Anna Lea MERRITT
The artist's painting of the Agar Robartes children hangs in the family home, Lanhydrock, near St Austell, Cornwall in the care of the National Trust.
Merritt was an American figure painter and etcher who first exhibited at the RA from 1871. She has the distinction of painting as a memorial to her husband and teacher/mentor Henry Merritt (1822-1877), the first painting by a woman artist to be acquired for the nation by the Trustees of the Chantry Bequest. It was Love Locked Out, exhibited at the RA in 1890. She won many awards and medals and was a part of the celebrity art circles with artists such as Frederic LEIGHTON, Lawrence ALMA-TADEMA and James WHISTLER, well-known to Cornish-based painters of the day. Though as yet not established for certain, she was probably known to Elizabeth Adela FORBES.
There is no evidence except for the painting mentioned above wherein she depicted the children of a Cornish family, that she actually had a Cornish connection.

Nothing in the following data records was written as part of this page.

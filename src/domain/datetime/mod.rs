//! Timezone-aware conversions between naive, offset-carrying and UTC
//! datetime strings, plus the heuristics that decide whether a user meant
//! local wall-clock time.

mod normalizer;
mod relative;

pub use normalizer::{DateTimeNormalizer, EMPTY_WALL_CLOCK};
pub use relative::{force_local, RelativeDay};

She died in Hurstbourne Tarrant, Hampshire, after some years of failing eyesight.
media
Portraiture, etcher
works and access
Lanhydrock: Agar Robartes Family Collection
exhibitions
Permanent collection of the Robartes family, Lanhydrock.
RA 1871-1917
Grosvenor Gallery
New Gallery
memberships
misc further info
references
National Trust Collections: Lanhydrock, Cornwall
'Merritt, Anna Massey Lea (1844-1930)' by Meaghan E Clarke, ODNB, Oxford University Press (Article 63111, accessed 30 July 2011) [Useful bibliography and biography]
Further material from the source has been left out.